I read it properly so I must be wide awake this morning as I did not even have to resort to asking the senior social worker in my family who, when pregnant, was switched to handling under-two cases which she detested.

Tawny, some people have to make decisions that not all will be happy with but the wellbeing of the child is always paramount.


Tawny Report 17 Oct 2020 09:56

I met the older child yesterday and now she’s an adult with a loving partner and children of her own. They got to remain with their aunt but sadly for their mum her problems continued to consume her and she died a couple of years later.

She gave me permission to tell her story and said she was so glad people listened to that 8 year old when she said she didn’t want to go back to her mum because it gave a stable upbringing with dinner every night, clean clothes for school and help with homework when needed. That’s what she wants all children to have as a given in their lives not a luxury.


Tawny Report 17 Oct 2020 09:45

When social services determines a child needs to be removed from the family home they will usually try and place them with a foster family. Sometimes it may be that someone from the wider family aunt, uncle, grandparent and in this case mother’s aunt may be willing and able to take the child/children in and they are known as kinship carers.

In the case I mentioned above the mother was beginning to get some access to the children again who were aged 8 and 4 at the time and was allowed them overnight on the understanding that they were in school/nursery or back to the aunt’s house by lunchtime. Up to this point the older child had defended their mother to the hilt. The child realised that day though that she loved the stability of living with her aunt that she didn’t want to go back to her mum. Mum’s life was still chaotic involving substance abuse and lots of boyfriends.

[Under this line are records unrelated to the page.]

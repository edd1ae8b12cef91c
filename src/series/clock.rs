//! UTC calendar helpers: timestamp parsing, day rounding, and label formatting.

use chrono::{DateTime, NaiveDate, NaiveDateTime, Timelike, Utc};

/// Naive date-time layouts accepted after RFC 3339, interpreted as UTC.
const NAIVE_FORMATS: &[&str] = &[
    "%Y-%m-%dT%H:%M:%S%.f",
    "%Y-%m-%d %H:%M:%S%.f",
    "%Y-%m-%dT%H:%M",
    "%Y-%m-%d %H:%M",
];

/// Parses a dataset timestamp string into epoch milliseconds.
///
/// Accepts RFC 3339 with an offset (`2024-01-01T00:00:00Z`), naive
/// date-times with `T` or space separators, and bare dates. Naive values are
/// taken as UTC.
///
/// # Returns
///
/// `None` if no supported layout matches.
///
/// # Examples
///
/// ```
/// use energy_series::series::clock::parse_timestamp;
///
/// assert_eq!(parse_timestamp("1970-01-01T00:01:00Z"), Some(60_000));
/// assert_eq!(parse_timestamp("1970-01-01 00:01"), Some(60_000));
/// assert_eq!(parse_timestamp("yesterday"), None);
/// ```
pub fn parse_timestamp(raw: &str) -> Option<i64> {
    let s = raw.trim();
    if let Ok(dt) = DateTime::parse_from_rfc3339(s) {
        return Some(dt.timestamp_millis());
    }
    for format in NAIVE_FORMATS {
        if let Ok(naive) = NaiveDateTime::parse_from_str(s, format) {
            return Some(naive.and_utc().timestamp_millis());
        }
    }
    NaiveDate::parse_from_str(s, "%Y-%m-%d")
        .ok()
        .and_then(|date| date.and_hms_opt(0, 0, 0))
        .map(|naive| naive.and_utc().timestamp_millis())
}

fn to_utc(timestamp_ms: i64) -> Option<DateTime<Utc>> {
    DateTime::from_timestamp_millis(timestamp_ms)
}

/// Whether `timestamp_ms` falls inside the representable calendar range.
pub fn is_representable(timestamp_ms: i64) -> bool {
    to_utc(timestamp_ms).is_some()
}

/// Start of the UTC day containing `timestamp_ms`.
///
/// Out-of-range timestamps are returned unchanged.
pub fn floor_to_midnight_utc(timestamp_ms: i64) -> i64 {
    to_utc(timestamp_ms)
        .and_then(|dt| dt.date_naive().and_hms_milli_opt(0, 0, 0, 0))
        .map_or(timestamp_ms, |naive| naive.and_utc().timestamp_millis())
}

/// Last millisecond (23:59:59.999) of the UTC day containing `timestamp_ms`.
pub fn ceil_to_end_of_day_utc(timestamp_ms: i64) -> i64 {
    to_utc(timestamp_ms)
        .and_then(|dt| dt.date_naive().and_hms_milli_opt(23, 59, 59, 999))
        .map_or(timestamp_ms, |naive| naive.and_utc().timestamp_millis())
}

/// UTC `(hour, minute)` of a timestamp.
pub fn utc_hour_minute(timestamp_ms: i64) -> Option<(u32, u32)> {
    to_utc(timestamp_ms).map(|dt| (dt.hour(), dt.minute()))
}

/// ISO-8601 truncated to seconds, without zone suffix (`2024-01-01T00:00:00`).
pub fn format_tick(timestamp_ms: i64) -> String {
    to_utc(timestamp_ms)
        .map(|dt| dt.format("%Y-%m-%dT%H:%M:%S").to_string())
        .unwrap_or_default()
}

/// Calendar date (`YYYY-MM-DD`) of a timestamp.
pub fn format_date(timestamp_ms: i64) -> String {
    to_utc(timestamp_ms)
        .map(|dt| dt.format("%Y-%m-%d").to_string())
        .unwrap_or_default()
}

KathleenBell Report 17 Oct 2020 09:05

That's what I thought too Joy.

I agree it is utterly devastating but I'm also sure that at the time it was the best thing for the child and hopefully the mother got the help she needed too.

Some children have very difficult lives and they deserve better.

Kath. x


JoyLouise Report 17 Oct 2020 08:53

I took kinship carer to mean a relative, such as a grandmother or aunt for example. Am I wrong?

Purple **^*Sparkly*^** Diamond

Purple **^*Sparkly*^** Diamond Report 17 Oct 2020 08:29

Sorry Tawny, I don't understand this. What is a kinship carer? Did they persuade the child to talk to Social Services?

It depends on why the mother is sleeping - is she ill, exhausted, on drugs/alcohol! Was the child not being fed, well clothed etc etc?



Tawny Report 16 Oct 2020 23:00

Of course I will never reveal the full details but it is utterly heartbreaking to see a young child effectively turn their parent in by telling social services everything. The child then aged 8 walked to school themselves because mummy was “asleep” on the kitchen table. The child turned their mother in because the kinship carer gave them dinner every night, clean clothes every day and help with their homework. Things that my brownies like children should take for granted. What world is it when this is what children want most and will turn their parents in for it?